Carlo Pescio: July 2007

Tuesday, July 17, 2007

Get the ball rolling, part 3 (of 4, pretty sure)

In the last few months I've been repeating a mantra (also in this blog): design is always highly contextual.
So, before taking a look at what I did, it's important to consider why I did it. It's also important to conside how I did it, as to put everything in perspective.

Why
- I use models quite often, but I'm not a visual modeling zealot. I know, from experience, that visual modeling can be extremely valuable in some cases, and totally useless in others (more on this next time). I can usually tell when visual modeling can be useful, using a mixture of experience, intuition, and probably some systematic rules I never took the time to write down.
When I first read the XP episode, I've been negatively impressed by the final results, and intuitively felt that I could get something better by not rushing into coding. So a first reason was to prove that point (to myself first :-).

- I aimed to remove all the bad smells I've identified in their code, without introducing others. I also wanted to prove a point: that a careful designed solution didn't have to be a code monster, as implied elsewhere. I wanted the final result to have basically the same number of rows as they had. Maybe less. Therefore, I wrote the code in a line-conscious way.

- I wanted the comparison to be fair. Therefore, I did not aim for the super-duper, ultimate bowling framework. I just aimed for a better design and better code, through a different process. I'll talk a little about what it would take to turn my design into a true "bowling framework" in my next post.

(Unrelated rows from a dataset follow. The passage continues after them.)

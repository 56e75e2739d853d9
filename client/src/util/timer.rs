//! Browser timer driver for the navigation shell.
//!
//! ARCHITECTURE
//! ============
//! Widgets only know simulated time. This driver keeps exactly one browser
//! `Timeout` armed for the shell's earliest pending event and, when it fires,
//! advances the shell by the same amount. The armed timeout is keyed by
//! `(mount epoch, due time)`: any state change that produces a different key
//! replaces (and thereby cancels) it, and a tab switch always does.

use leptos::prelude::*;

use crate::state::shell::Shell;

#[cfg(feature = "hydrate")]
use gloo_timers::callback::Timeout;
#[cfg(feature = "hydrate")]
use std::cell::RefCell;
#[cfg(feature = "hydrate")]
use std::rc::Rc;

/// Arm browser timeouts for whatever the mounted widget is waiting on.
/// Server rendering never runs timers, so this is inert outside `hydrate`.
#[cfg_attr(not(feature = "hydrate"), allow(unused_variables))]
pub fn drive_shell(shell: RwSignal<Shell>) {
    #[cfg(feature = "hydrate")]
    {
        type Armed = Option<((u64, u64), Timeout)>;
        let armed: Rc<RefCell<Armed>> = Rc::new(RefCell::new(None));

        Effect::new(move || {
            let next = shell.with(|s| s.next_deadline().zip(s.until_next_ms()));
            let mut slot = armed.borrow_mut();
            let Some((key, wait_ms)) = next else {
                slot.take();
                return;
            };
            if slot.as_ref().is_some_and(|(armed_key, _)| *armed_key == key) {
                return;
            }
            let delay = u32::try_from(wait_ms).unwrap_or(u32::MAX);
            let timeout = Timeout::new(delay, move || {
                shell.update(|s| {
                    s.advance(wait_ms);
                });
            });
            *slot = Some((key, timeout));
        });
    }
}

/// Seed for randomized widget layouts: wall-clock in the browser, fixed on
/// the server where nothing randomized is rendered.
#[must_use]
pub fn layout_seed() -> u64 {
    #[cfg(feature = "hydrate")]
    {
        #[allow(clippy::cast_possible_truncation, clippy::cast_sign_loss)]
        let now = js_sys::Date::now() as u64;
        now
    }
    #[cfg(not(feature = "hydrate"))]
    {
        0
    }
}
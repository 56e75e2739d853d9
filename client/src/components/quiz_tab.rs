//! "Quiz" tab: question card with delayed feedback, then a results card.

use leptos::prelude::*;
use leptos::tachys::view::any_view::IntoAny;

use crate::components::{read, write};
use crate::state::nav::Icon;
use crate::state::quiz::{OptionFeedback, QuizState};
use crate::state::shell::Shell;

fn option_class(feedback: OptionFeedback) -> &'static str {
    match feedback {
        OptionFeedback::Neutral => "quiz__option",
        OptionFeedback::Correct => "quiz__option quiz__option--correct",
        OptionFeedback::Wrong => "quiz__option quiz__option--wrong",
        OptionFeedback::Dimmed => "quiz__option quiz__option--dimmed",
    }
}

#[component]
pub fn QuizTab() -> impl IntoView {
    let shell = expect_context::<RwSignal<Shell>>();

    // Options are rebuilt only when the question changes, not on every pick.
    let question = Memo::new(move |_| read(shell, QuizState::question));
    let answered = move || read(shell, |q: &QuizState| q.selected().is_some());

    let card = move || match question.get() {
        Some(current) => {
            let options = current
                .options
                .iter()
                .enumerate()
                .map(|(index, text)| {
                    let class = move || option_class(read(shell, |q: &QuizState| q.option_feedback(index)));
                    let on_pick = move |_| {
                        write(shell, |q: &mut QuizState| q.select(index));
                    };
                    view! {
                        <button class=class disabled=answered on:click=on_pick>
                            {*text}
                        </button>
                    }
                })
                .collect_view();
            view! {
                <div class="quiz__card">
                    <div class="quiz__meta">
                        <span>{move || read(shell, QuizState::progress_label)}</span>
                        <span>{move || format!("Score: {}", read(shell, QuizState::score))}</span>
                    </div>
                    <h3 class="quiz__prompt">{current.prompt}</h3>
                    <div class="quiz__options">{options}</div>
                </div>
            }
            .into_any()
        }
        None => {
            let perfect = read(shell, QuizState::is_perfect);
            let (emblem_class, glyph) = if perfect {
                ("quiz__emblem quiz__emblem--perfect", Icon::Shield.glyph())
            } else {
                ("quiz__emblem", Icon::Globe.glyph())
            };
            let on_restart = move |_| {
                write(shell, QuizState::restart);
            };
            view! {
                <div class="quiz__card quiz__card--results">
                    <div class=emblem_class>{glyph}</div>
                    <h3>{move || read(shell, QuizState::headline)}</h3>
                    <p>{move || read(shell, QuizState::summary)}</p>
                    <button class="btn btn--secondary" on:click=on_restart>
                        "Restart Quiz"
                    </button>
                </div>
            }
            .into_any()
        }
    };

    view! {
        <section class="tab tab--quiz">
            <div class="quiz">
                <h2 class="quiz__title">"Knowledge Check"</h2>
                {card}
            </div>
        </section>
    }
}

- Actually, I found the idea of not writing the ultimate bowling framework extremely useful. There has been a lot of babbling about Real Options in software development in the last few years, and I even mention a few concepts in my project management course.
However, I lacked a simple example where I could explain a few concepts better. By (consciously :-) under-engineering some parts of the design, I got just the example I needed (more on this next time).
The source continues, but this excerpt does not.